Kurseinschreibung

Joseph Roths Roman „Radetzkymarsch“ erschien 1932. Die Habsburger Monarchie, von der er erzählt, war zu dieser Zeit schon Geschichte, denn vom Vielvölkerstaat Österreich-Ungarn – einem politischen Koloss mit greisem kaiserlichen Oberhaupt – war nach dem Ersten Weltkrieg nur eine läppische Alpenrepublik übrig geblieben. Leutnant Carl Joseph von Trotta, die Hauptfigur des Romans, wird das Debakel der k.u.k. Armee nicht mehr erleben. Er stirbt früh in den ersten Kriegstagen, als er seinen durstigen Kameraden Linderung verschaffen will und beim Wasserholen unter Beschuss gerät. Die „Welt von gestern“ (Stefan Zweig), deren Ende sich in diesem banalen Infanteristen-Tod abzeichnet, kann im melancholischen „Radetzkymarsch“ als mondäne Offizierswelt besichtigt werden, in der Paraden und ödes Exerzieren, Bälle und Saufgelage, Casino- und Bordellbesuche an der Tagesordnung waren und Uniformen soziale Hochachtung garantierten.
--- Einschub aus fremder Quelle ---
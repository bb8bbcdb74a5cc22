//! # oxide-web
//!
//! A small synchronous web application engine.
//!
//! This crate provides:
//! - Path templates with `<name>` placeholders
//! - Per-method route tables with first-match-wins lookup
//! - Lazy request parsing (headers, cookies, query and form input, uploads)
//! - Responses with canonical headers and queued cookies
//! - In-memory sessions keyed by a `sessionid` cookie
//! - Static file serving from a document root
//! - A dispatcher turning handler results, signals and panics into responses
//!
//! ## Quick Start
//!
//! ```
//! use oxide_web::{App, AppConfig, Context, Environ, HandlerResult, Params, Reply, RouteDef};
//!
//! fn index(_ctx: &mut Context<'_>, _params: &Params) -> HandlerResult<Reply> {
//!     Ok("Hello, World!".into())
//! }
//!
//! fn user(_ctx: &mut Context<'_>, params: &Params) -> HandlerResult<Reply> {
//!     Ok(format!("user {}", &params[0]).into())
//! }
//!
//! let mut app = App::new(AppConfig::default());
//! app.register_module(vec![
//!     RouteDef::get("/", index),
//!     RouteDef::get("/user/<name>", user),
//! ])
//! .unwrap();
//!
//! let res = app.call(Environ::get("/user/alice"));
//! assert_eq!(res.status_code(), 200);
//! assert_eq!(res.body.into_bytes().unwrap(), b"user alice");
//! ```
//!
//! ## Signalling Errors and Redirects
//!
//! Handlers return `Err` to leave the success path:
//!
//! ```
//! use oxide_web::{found, not_found, App, Environ, Method};
//!
//! let mut app = App::default();
//! app.register("/old", &[Method::Get], |_ctx, _params| Err(found("/new")))
//!     .unwrap();
//! app.register("/gone", &[Method::Get], |_ctx, _params| Err(not_found()))
//!     .unwrap();
//!
//! let res = app.call(Environ::get("/old"));
//! assert_eq!(res.status, "302 Found");
//! assert_eq!(res.header("Location"), Some("/new"));
//! assert_eq!(app.call(Environ::get("/gone")).status_code(), 404);
//! ```
//!
//! ## Views
//!
//! A route with a view returns [`Reply::Data`] and the application's
//! [`Render`] implementation turns it into bytes:
//!
//! ```
//! use oxide_web::{model, App, Environ, Model, Reply, RouteDef};
//!
//! let mut app = App::default().with_renderer(|view: &str, m: &Model| -> anyhow::Result<Vec<u8>> {
//!     Ok(format!("{view}: {}", m["name"]).into_bytes())
//! });
//! app.add_route(
//!     RouteDef::get("/", |_ctx, _params| Ok(Reply::Data(model! { "name" => "alice" })))
//!         .view("index.html"),
//! )
//! .unwrap();
//!
//! let res = app.call(Environ::get("/"));
//! assert_eq!(res.body.into_bytes().unwrap(), b"index.html: \"alice\"");
//! ```
//!
//! ## Sessions
//!
//! ```
//! use oxide_web::{App, Environ, Method, Reply};
//!
//! let mut app = App::default();
//! app.register("/visit", &[Method::Get], |ctx, _params| {
//!     let session = ctx.session();
//!     let times = session.get::<u64>("times").unwrap_or(0) + 1;
//!     session.set("times", times);
//!     Ok(Reply::Text(times.to_string()))
//! })
//! .unwrap();
//!
//! let first = app.call(Environ::get("/visit"));
//! let cookie = first.header("Set-Cookie").unwrap().split(';').next().unwrap().to_string();
//!
//! let second = app.call(Environ::get("/visit").header("Cookie", cookie));
//! assert_eq!(second.body.into_bytes().unwrap(), b"2");
//! ```

mod app;
mod context;
mod cookie;
mod error;
mod path;
mod render;
mod request;
mod response;
mod route;
mod session;
mod static_files;
pub mod status;

pub use app::{App, AppConfig, GatewayResponse, DEFAULT_STATIC_PREFIX, INTERNAL_ERROR_BODY};
pub use context::{AppInfo, Context};
pub use cookie::Cookie;
pub use error::{
    bad_request, conflict, forbidden, found, internal_error, not_found, redirect, see_other,
    unauthorized, HandlerError, HandlerResult, HttpError, Redirect, RequestError, Result,
    WebError,
};
pub use path::{PathPattern, PathSegment};
pub use render::{html_escape, Model, Render};
pub use request::{Environ, FormData, Input, InputValue, Method, MultipartFile, Request};
pub use response::{Body, Response, DEFAULT_CONTENT_TYPE};
pub use route::{Handler, Params, Reply, Route, RouteDef};
pub use session::{Session, SessionStore, DEFAULT_MAX_IDLE, SESSION_COOKIE};
pub use static_files::{FileChunks, StaticFile, StaticFiles, BLOCK_SIZE};

#[doc(hidden)]
pub use serde_json;
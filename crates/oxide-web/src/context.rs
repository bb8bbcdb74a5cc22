//! The per-dispatch context handed to handlers.

use std::path::{Path, PathBuf};

use crate::request::Request;
use crate::response::Response;
use crate::session::{Session, SessionStore};

/// Application-level facts visible to every handler.
#[derive(Debug, Clone)]
pub struct AppInfo {
    /// Directory static files are served from.
    pub document_root: PathBuf,
    /// Whether fault traces are shown to clients.
    pub debug: bool,
}

impl AppInfo {
    /// Returns the document root.
    pub fn document_root(&self) -> &Path {
        &self.document_root
    }
}

/// Everything belonging to one request: the request itself, the response
/// being built, and handles to application state.
///
/// A context is created by [`App::call`](crate::App::call) and dropped when
/// the call returns.
#[derive(Debug)]
pub struct Context<'a> {
    /// The incoming request.
    pub request: Request,
    /// The response under construction.
    pub response: Response,
    app: &'a AppInfo,
    sessions: &'a SessionStore,
}

impl<'a> Context<'a> {
    /// Creates a context.
    pub fn new(
        request: Request,
        response: Response,
        app: &'a AppInfo,
        sessions: &'a SessionStore,
    ) -> Self {
        Self {
            request,
            response,
            app,
            sessions,
        }
    }

    /// Returns application info.
    pub fn app(&self) -> &'a AppInfo {
        self.app
    }

    /// Returns the session store.
    pub fn sessions(&self) -> &'a SessionStore {
        self.sessions
    }

    /// Returns the caller's session, creating one and setting the
    /// `sessionid` cookie if needed.
    pub fn session(&mut self) -> Session {
        self.response.session(&self.request, self.sessions)
    }

    /// Returns the caller's session if the request carries a live one.
    pub fn existing_session(&self) -> Option<Session> {
        self.request.session(self.sessions)
    }

    pub(crate) fn into_response(self) -> Response {
        self.response
    }
}

#[cfg(test)]
mod tests {
    use super::*;
    use crate::request::Environ;
    use crate::session::SESSION_COOKIE;

    fn info() -> AppInfo {
        AppInfo {
            document_root: PathBuf::from("."),
            debug: false,
        }
    }

    #[test]
    fn test_session_created_once_per_cookie() {
        let app = info();
        let store = SessionStore::new();

        let mut ctx = Context::new(
            Request::new(Environ::get("/")),
            Response::new(),
            &app,
            &store,
        );
        assert!(ctx.existing_session().is_none());
        let session = ctx.session();
        session.set("name", "alice");
        let directive = ctx.response.cookie(SESSION_COOKIE).unwrap();
        assert!(directive.starts_with(&format!("{SESSION_COOKIE}={};", session.id())));

        let id = session.id().to_string();
        let ctx = Context::new(
            Request::new(Environ::get("/").header("Cookie", format!("{SESSION_COOKIE}={id}"))),
            Response::new(),
            &app,
            &store,
        );
        let again = ctx.existing_session().unwrap();
        assert!(Session::ptr_eq(&session, &again));
        assert_eq!(again.get::<String>("name"), Some("alice".to_string()));
    }

    #[test]
    fn test_unknown_cookie_is_not_a_session() {
        let app = info();
        let store = SessionStore::new();
        let ctx = Context::new(
            Request::new(Environ::get("/").header("Cookie", "sessionid=nope")),
            Response::new(),
            &app,
            &store,
        );
        assert!(ctx.existing_session().is_none());
        assert!(store.is_empty());
    }
}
Das Seminar wird dem Roman eine eingehende Lektüre widmen und nach dem „habsburgischen Mythos“ (Claudio Magris) fragen, den er im Rückblick erzeugt. Ausgegriffen wird dabei auf politische, kultur- und sozialhistorische Kontexte, auf andere Leutnantskarrieren in der Literatur des ausgehenden 19. Jahrhunderts – bei Schnitzler und, kontrastiv, bei Fontane –, schließlich auf weitere Erzählungen und Feuilletons aus den 1920er und 1930er Jahren, in denen Roth das Bild des versunkenen Österreich-Ungarn nachbearbeitet.

Das SE wird in einer Mischung aus synchronen und asynchronen Elementen durchgeführt. Vorgesehen sind wöchentliche Zoom-Sitzungen.